Voie d’Elle

Comment manager une équipe sans s'épuiser ?

Beaucoup de managers commencent leur journée avec une liste précise de priorités.

12 min

Puis les sollicitations arrivent.

Une difficulté à résoudre.

Une absence à gérer.

Un collaborateur qui a besoin d'échanger.

Une demande urgente de la direction.

Un conflit qui réapparaît.

Une réunion supplémentaire.

À la fin de la journée, le manager a beaucoup travaillé.

Mais il n'a parfois avancé sur aucun des sujets qu'il avait identifiés comme importants.

Cette réalité peut devenir progressivement épuisante.

Le problème ne vient pas toujours d'un manque d'organisation personnelle.

Il provient souvent d'une conception du rôle dans laquelle le manager devient le point de passage de toutes les décisions, de toutes les informations et de toutes les difficultés.

Il porte son propre travail.

Une partie de celui de son équipe.

Les attentes de sa hiérarchie.

Les tensions du collectif.

Et parfois l'idée qu'un bon manager devrait rester disponible pour tout le monde, à tout moment.

Manager une équipe sans s'épuiser ne signifie pas devenir moins impliqué.

Cela suppose de ne plus confondre implication et prise en charge permanente.

Pourquoi les managers finissent-ils par tout porter ?

La surcharge ne s'installe généralement pas en une seule fois.

Elle se construit par une accumulation de petites décisions.

Répondre soi-même parce que cela ira plus vite.

Reprendre un dossier pour sécuriser le résultat.

Accepter une réunion supplémentaire.

Reporter un travail de fond.

Ne pas déléguer parce que l'équipe semble déjà chargée.

Rester disponible pour ne pas laisser un collaborateur seul face à une difficulté.

Chacun de ces choix peut paraître raisonnable.

Mais leur répétition transforme progressivement le manager en solution automatique à tous les problèmes.

L'équipe apprend à se tourner vers lui avant d'agir.

Le manager devient indispensable.

Cette position peut être valorisante au début.

Elle devient rapidement impossible à tenir.

Clarifier ce qui relève réellement de votre rôle

L'une des premières protections contre l'épuisement consiste à distinguer les responsabilités.

Ce que le manager doit décider.

Ce que l'équipe peut décider.

Ce qui doit être traité collectivement.

Ce qui relève d'une autre fonction de l'organisation.

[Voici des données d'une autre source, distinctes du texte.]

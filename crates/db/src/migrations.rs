use sqlx::migrate::{MigrateError, Migrator};

use crate::DbPool;

pub static MIGRATOR: Migrator = sqlx::migrate!("../../migrations");

pub async fn run_pending(pool: &DbPool) -> Result<(), MigrateError> {
    MIGRATOR.run(pool).await
}
use tracing::{debug, info};

use tonecheck_core::errors::{ApplicationError, ExternalService, EVENT_NOT_FOUND_MESSAGE};

use crate::blocks::{sentiment_attachments, truncate_quote, SENTIMENT_ANALYSIS_TEXT};
use crate::payloads::{EventCallback, VerifiedRequest};
use crate::router::{store_error, WebhookReply, WebhookRouter};

impl WebhookRouter {
    /// Scores a channel message and answers negative ones with the channel's reply.
    pub(crate) async fn handle_event_callback(
        &self,
        request: &VerifiedRequest,
    ) -> Result<WebhookReply, ApplicationError> {
        let callback: EventCallback = serde_json::from_slice(request.envelope().raw_body())
            .map_err(|_| ApplicationError::MalformedPayload(EVENT_NOT_FOUND_MESSAGE.to_owned()))?;
        let Some(event) = callback.event else {
            return Err(ApplicationError::MalformedPayload(EVENT_NOT_FOUND_MESSAGE.to_owned()));
        };

        if event.is_from_bot() {
            debug!(
                event_name = "slack.router.event_skipped",
                correlation_id = %request.correlation_id(),
                reason = "bot_message",
                "ignoring bot-authored message"
            );
            return Ok(WebhookReply::acknowledged());
        }

        let text = event.text.as_deref().map(str::trim).filter(|text| !text.is_empty());
        let channel = event.channel.as_deref().filter(|channel| !channel.is_empty());
        let (Some(text), Some(channel)) = (text, channel) else {
            debug!(
                event_name = "slack.router.event_skipped",
                correlation_id = %request.correlation_id(),
                reason = "missing_text_or_channel",
                "nothing to score"
            );
            return Ok(WebhookReply::acknowledged());
        };

        let scores = self.oracle.score(text).await.map_err(|error| ApplicationError::External {
            service: ExternalService::SentimentOracle,
            message: error.to_string(),
        })?;
        let classification = scores.classify().map_err(|error| ApplicationError::External {
            service: ExternalService::SentimentOracle,
            message: error.to_string(),
        })?;

        info!(
            event_name = "slack.router.event_scored",
            correlation_id = %request.correlation_id(),
            channel,
            classification = %classification,
            "channel message scored"
        );
        if !classification.is_negative() {
            return Ok(WebhookReply::acknowledged());
        }

        let reply = self
            .channels
            .read(channel)
            .await
            .map_err(store_error)?
            .unwrap_or_else(|| self.settings.default_message.clone());
        let attachments =
            sentiment_attachments(&truncate_quote(text), classification.as_str(), &reply);
        self.notify(request, channel, SENTIMENT_ANALYSIS_TEXT, &attachments).await;

        Ok(WebhookReply::acknowledged())
    }
}

#[cfg(test)]
mod tests {
    use tonecheck_core::domain::channel::ChannelRegistration;
    use tonecheck_core::errors::ApplicationError;
    use tonecheck_db::ChannelConfigRepository;

    use crate::blocks::AttachmentColor;
    use crate::notifier::RecordingNotifier;
    use crate::payloads::Endpoint;
    use crate::router::{WebhookReply, DEFAULT_REPLY_MESSAGE};
    use crate::test_support::{signed_request, Harness, HOSTILE_TEXT};

    fn message_event(text: &str, channel: &str) -> String {
        serde_json::json!({
            "type": "event_callback",
            "event": { "type": "message", "text": text, "channel": channel, "user": "U7" }
        })
        .to_string()
    }

    #[tokio::test]
    async fn negative_message_on_unconfigured_channel_uses_default_reply() {
        let harness = Harness::new();

        let reply = harness
            .router
            .route(&signed_request(Endpoint::Events, &message_event(HOSTILE_TEXT, "C1")))
            .await
            .expect("route");

        assert_eq!(reply, WebhookReply::acknowledged());
        let messages = harness.notifier.messages().await;
        assert_eq!(messages.len(), 1);
        let (channel, text, attachments) = &messages[0];
        assert_eq!(channel, "C1");
        assert_eq!(text, "Sentiment Analysis");
        assert_eq!(attachments[0].color, AttachmentColor::Red);
        assert_eq!(attachments[0].fields[0].value, format!("{} ...", &HOSTILE_TEXT[..30]));
        assert_eq!(attachments[0].fields[1].value, "definitely negative");
        assert_eq!(attachments[0].fields[2].value, DEFAULT_REPLY_MESSAGE);
    }

    #[tokio::test]
    async fn negative_message_uses_configured_reply() {
        let harness = Harness::new();
        harness
            .channels
            .upsert(ChannelRegistration {
                channel_id: "C1".to_owned(),
                team_id: "T0001".to_owned(),
                team_domain: "acme".to_owned(),
                channel_name: "general".to_owned(),
                reply_message: "Be nice".to_owned(),
            })
            .await
            .expect("seed channel");

        harness
            .router
            .route(&signed_request(Endpoint::Events, &message_event(HOSTILE_TEXT, "C1")))
            .await
            .expect("route");

        let messages = harness.notifier.messages().await;
        assert_eq!(messages[0].2[0].fields[2].value, "Be nice");
    }

    #[tokio::test]
    async fn friendly_message_is_not_answered() {
        let harness = Harness::new();

        harness
            .router
            .route(&signed_request(Endpoint::Events, &message_event("thanks team!", "C1")))
            .await
            .expect("route");

        assert!(harness.notifier.sent().await.is_empty());
    }

    #[tokio::test]
    async fn missing_event_is_bad_request() {
        let harness = Harness::new();

        let result = harness
            .router
            .route(&signed_request(Endpoint::Events, r#"{"type":"event_callback"}"#))
            .await;

        assert_eq!(result, Err(ApplicationError::MalformedPayload("Event not found.".to_owned())));
    }

    #[tokio::test]
    async fn bot_messages_and_empty_text_are_acknowledged_silently() {
        let harness = Harness::new();
        let bot = serde_json::json!({
            "type": "event_callback",
            "event": { "type": "message", "text": HOSTILE_TEXT, "channel": "C1", "bot_id": "B1" }
        })
        .to_string();
        let no_text = r#"{"type":"event_callback","event":{"type":"message","channel":"C1"}}"#;

        for body in [bot.as_str(), no_text] {
            let reply =
                harness.router.route(&signed_request(Endpoint::Events, body)).await.expect("route");
            assert_eq!(reply, WebhookReply::acknowledged());
        }
        assert!(harness.notifier.sent().await.is_empty());
    }

    #[tokio::test]
    async fn notification_failure_does_not_change_outcome() {
        let harness = Harness::with_notifier(RecordingNotifier::failing("channel_not_found"));

        let reply = harness
            .router
            .route(&signed_request(Endpoint::Events, &message_event(HOSTILE_TEXT, "C1")))
            .await
            .expect("route");

        assert_eq!(reply, WebhookReply::acknowledged());
        assert_eq!(harness.notifier.messages().await.len(), 1);
    }
}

Sans cette clarification, le manager récupère facilement des sujets qui ne devraient pas lui appartenir.

Il peut être utile de se demander :

Suis-je réellement la seule personne capable de traiter ce sujet ?

Cette décision pourrait-elle être prise par le collaborateur concerné ?

Mon intervention développe-t-elle l'autonomie ou renforce-t-elle une dépendance ?

Suis-je en train d'aider ou de me substituer ?

Cette demande correspond-elle à une priorité réelle ?

Toutes les sollicitations ne nécessitent pas une réponse immédiate.

Certaines ont simplement besoin d'un cadre clair.

Déléguer avant d'être débordé

Beaucoup de managers commencent à déléguer lorsqu'ils n'ont déjà plus le temps.

À ce stade, ils confient souvent une tâche dans l'urgence, sans explication suffisante ni véritable marge d'apprentissage.

La délégation devient alors frustrante pour tout le monde.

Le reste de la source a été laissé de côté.